Streamlining pipelines, reducing maintenance and enabling real-time insights

Spark Declarative Pipelines proved to be a game changer for iFood. Spark Declarative Pipelines enabled iFood to shift to a declarative approach for pipeline development. Engineers could now describe their desired transformations in simple code, allowing Spark Declarative Pipelines to automatically handle the operational complexity behind these pipelines, including execution, scaling and monitoring. “So far we’ve reduced coding time by approximately 30% using the declarative approach, allowing us to build pipelines significantly faster than before,” said Thiago Julião, Data Architecture Specialist at iFood. This transition also simplified and consolidated iFood’s data architecture, reducing the number of tables from nearly 4,000 to just 100. This reduction also made governance more manageable and laid the foundation for improved data quality.

Before Spark Declarative Pipelines, iFood’s pipelines were hindered by out-of-memory errors during high-volume event ingestions, leading to frequent driver shutdowns and operational disruptions. These recurring failures required constant attention from the data engineering team. However, since implementing Spark Declarative Pipelines in production, the transformation has been remarkable.

“With Spark Declarative Pipelines, we gained greater ease in tracking the user’s journey in the application while ensuring high performance in data usage by consumer teams — this was a game changer in our process,” said Maristela Albuquerque, Data Manager, at iFood.

iFood’s unified data architecture

iFood’s technical architecture is now designed to process streaming data at an immense scale, ensuring efficiency, governance and scalability. Here’s a detailed breakdown of the architecture and how its components work together to handle 10 billion daily events while delivering real-time insights.

The data pipeline starts with real-time ingestion of events from iFood’s ecosystem, including the consumer app, delivery driver app and partner portal. These events flow through Amazon Kinesis queues, where approximately 10 billion records are ingested daily.

The ingestion pipeline, powered by Spark Declarative Pipelines, enables real-time data ingestion with scalability, resilience and quality. By adopting Spark Declarative Pipelines, iFood reduced ingestion latency from hours to seconds — ensuring low-latency data availability critical for real-time analytics, such as training models and extracting insights during the user journey without delays. “Pipelines now run error-free, delivering reliable performance even under the heaviest workloads,” said Julião. “The shift from frequent errors to near-zero issues moving to Spark Declarative Pipelines has not only improved operational efficiency but also freed up our team to focus on strategic initiatives instead of firefighting. We’ve reduced data pipeline maintenance efforts by about 70% by consolidating all pipelines to Spark Declarative Pipelines.”

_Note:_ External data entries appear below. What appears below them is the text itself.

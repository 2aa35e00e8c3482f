//! Persistence of agent status, processing state, transcript, and metadata.
//!
//! The [`StateStore`] trait is the seam: the production implementation
//! ([`GatewayStore`]) talks HTTP to the API gateway with internal-key
//! authentication, while [`MemoryStateStore`] backs tests and standalone
//! runs.

mod gateway;
mod keys;
mod memory;

pub use gateway::{GatewayEgress, GatewayStore};
pub use keys::InternalKey;
pub use memory::MemoryStateStore;

use async_trait::async_trait;
use chrono::{DateTime, Utc};
use serde::{Deserialize, Serialize};
use thiserror::Error;

#[derive(Debug, Error)]
pub enum StoreError {
    #[error("state store unavailable: {0}")]
    Unavailable(String),
    #[error("authentication expired")]
    Unauthorized,
    #[error("api error ({status}): {message}")]
    Api { status: u16, message: String },
    #[error("decode error: {0}")]
    Decode(String),
}

impl StoreError {
    pub fn is_transient(&self) -> bool {
        matches!(self, StoreError::Unavailable(_))
    }
}

pub type StoreResult<T> = Result<T, StoreError>;

/// Intra-cycle sub-state of an agent.
#[derive(Debug, Clone, Copy, PartialEq, Eq, Serialize, Deserialize)]
#[serde(rename_all = "snake_case")]
pub enum ProcessingState {
    Idle,
    Thinking,
    ExecutingTools,
}

/// Lifecycle state of an agent.
#[derive(Debug, Clone, Copy, PartialEq, Eq, Serialize, Deserialize)]
#[serde(rename_all = "snake_case")]
pub enum AgentStatus {
    Active,
    Sleeping,
    Off,
}

#[derive(Debug, Clone, Copy, PartialEq, Eq, Serialize, Deserialize)]
#[serde(rename_all = "lowercase")]
pub enum MessageRole {
    System,
    User,
    Assistant,
}

impl MessageRole {
    pub fn as_str(&self) -> &'static str {
        match self {
            MessageRole::System => "system",
            MessageRole::User => "user",
            MessageRole::Assistant => "assistant",
        }
    }
}

/// One transcript row. Content is always a JSON object, never raw text, so
/// structured sub-types (`text`, `notifications`, `proactive_memories`,
/// `tool_calls`) survive storage.
#[derive(Debug, Clone, Serialize, Deserialize)]
pub struct StoredMessage {
    pub role: MessageRole,
    pub content: serde_json::Value,
    #[serde(default)]
    pub documents: Vec<serde_json::Value>,
    pub timestamp: DateTime<Utc>,
}

#[derive(Debug, Clone, Serialize, Deserialize)]
pub struct AgentState {
    pub status: AgentStatus,
    pub processing_state: ProcessingState,
    pub last_updated: DateTime<Utc>,
    pub total_messages: u64,
    #[serde(default)]
    pub metadata: serde_json::Value,
}

/// Where the rendered tools section goes relative to a database prompt.
#[derive(Debug, Clone, Copy, PartialEq, Eq, Serialize, Deserialize, Default)]
#[serde(rename_all = "lowercase")]
pub enum ToolsPosition {
    Start,
    #[default]
    End,
    None,
}

#[derive(Debug, Clone, Serialize, Deserialize)]
pub struct ActivePrompt {
    pub content: String,
    #[serde(default)]
    pub section_ids: Vec<String>,
    #[serde(default)]
    pub tools_position: ToolsPosition,
}

#[derive(Debug, Clone, Serialize, Deserialize)]
pub struct PromptSection {
    pub id: String,
    pub content: String,
    #[serde(default)]
    pub display_order: i64,
}

#[derive(Debug, Clone)]
pub struct FullPrompt {
    pub full_content: String,
    pub tools_position: ToolsPosition,
}

/// Expand an active prompt record: sections sorted by `display_order` are
/// appended after the main body.
pub fn assemble_full_prompt(prompt: &ActivePrompt, mut sections: Vec<PromptSection>) -> FullPrompt {
    sections.sort_by_key(|s| s.display_order);
    let mut parts = vec![prompt.content.clone()];
    parts.extend(sections.into_iter().map(|s| s.content));
    FullPrompt {
        full_content: parts
            .into_iter()
            .filter(|p| !p.trim().is_empty())
            .collect::<Vec<_>>()
            .join("\n\n"),
        tools_position: prompt.tools_position,
    }
}

/// Persistence operations the processing loop depends on.
#[async_trait]
pub trait StateStore: Send + Sync {
    async fn processing_state(&self) -> StoreResult<ProcessingState>;
    async fn set_processing_state(&self, state: ProcessingState) -> StoreResult<()>;
    async fn agent_status(&self) -> StoreResult<AgentStatus>;
    async fn set_agent_status(&self, status: AgentStatus) -> StoreResult<()>;
    async fn agent_state(&self) -> StoreResult<AgentState>;

    /// Ordered ascending by insertion.
    async fn message_history(&self, limit: usize, offset: usize) -> StoreResult<Vec<StoredMessage>>;
    /// Atomically appends and increments `total_messages`.
    async fn append_message(
        &self,
        role: MessageRole,
        content: serde_json::Value,
        documents: Vec<serde_json::Value>,
    ) -> StoreResult<()>;
    /// Replaces the first system message only; idempotent for identical
    /// content.
    async fn update_system_prompt(&self, content: &str) -> StoreResult<()>;

    async fn active_prompt(&self) -> StoreResult<Option<ActivePrompt>>;
    async fn prompt_sections(&self, ids: &[String]) -> StoreResult<Vec<PromptSection>>;

    /// Active prompt with sections expanded in `display_order`.
    async fn full_prompt_content(&self) -> StoreResult<Option<FullPrompt>> {
        let Some(prompt) = self.active_prompt().await? else {
            return Ok(None);
        };
        let sections = self.prompt_sections(&prompt.section_ids).await?;
        Ok(Some(assemble_full_prompt(&prompt, sections)))
    }

    /// Merge-patch semantics: top-level keys in `patch` overwrite, `null`
    /// removes.
    async fn update_agent_metadata(&self, patch: serde_json::Value) -> StoreResult<()>;
}

#[cfg(test)]
mod tests {
    use super::*;

    #[test]
    fn processing_state_serializes_snake_case() {
        assert_eq!(
            serde_json::to_string(&ProcessingState::ExecutingTools).unwrap(),
            "\"executing_tools\""
        );
        assert_eq!(
            serde_json::to_string(&AgentStatus::Sleeping).unwrap(),
            "\"sleeping\""
        );
    }

    #[test]
    fn full_prompt_assembles_sections_in_display_order() {
        let prompt = ActivePrompt {
            content: "Main body".into(),
            section_ids: vec!["a".into(), "b".into()],
            tools_position: ToolsPosition::Start,
        };
        let sections = vec![
            PromptSection {
                id: "b".into(),
                content: "Second".into(),
                display_order: 2,
            },
            PromptSection {
                id: "a".into(),
                content: "First".into(),
                display_order: 1,
            },
        ];
        let full = assemble_full_prompt(&prompt, sections);
        assert_eq!(full.full_content, "Main body\n\nFirst\n\nSecond");
        assert_eq!(full.tools_position, ToolsPosition::Start);
    }

    #[test]
    fn empty_sections_are_skipped() {
        let prompt = ActivePrompt {
            content: "Body".into(),
            section_ids: vec![],
            tools_position: ToolsPosition::None,
        };
        let sections = vec![PromptSection {
            id: "x".into(),
            content: "   ".into(),
            display_order: 0,
        }];
        let full = assemble_full_prompt(&prompt, sections);
        assert_eq!(full.full_content, "Body");
    }
}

iFood’s architecture leverages a structured medallion approach to manage massive data volumes effectively. The Bronze layer consolidates data from various platforms into a single table per product, using a predefined schema partitioned by processing date. Acting as a staging zone, it ensures extended data retention compared to the message queues.

In the Silver layer, iFood applies Spark Declarative Pipelines expectations and quality rules to validate the data. By replacing traditional partitioning with Liquid Clustering, all events for a product are consolidated into a single table, significantly improving performance and usability. This optimization allows iFood to manage massive datasets — such as their largest table, which spans 210TB and 800 billion records — while maintaining high data quality and governance. “Previously, managing two separate environments required constant communication across teams, making even small changes challenging. Now, with everything under our control, the process is streamlined and more efficient,” said Gabriel Campos, Head of Data and AI at iFood.

The new architecture has enabled iFood to centralize data governance and enhance data quality without compromising performance or usability. Additionally, it has significantly reduced processing and storage costs, achieving a 67% cost reduction — cutting expenses from tens of thousands to just thousands of dollars per month.

Architecture comparison

With Spark Declarative Pipelines automating and streamlining data pipeline management, iFood’s business analysts from the growth and product teams can now effortlessly access data from the Silver layer to create analytical Gold tables, empowering them to generate business-critical insights with ease. This supports user journey analysis and A/B testing on consumer behavior at various stages of their journey, enabling the creation of data-driven strategies to enhance the customer experience across iFood’s ecosystem. For example, the driver app provides critical insights to the logistics team, helping them understand how drivers interact with the app and optimize its usability. These insights allow iFood to fine-tune both consumer-facing and operational processes, ensuring a seamless experience for customers and efficiency for drivers.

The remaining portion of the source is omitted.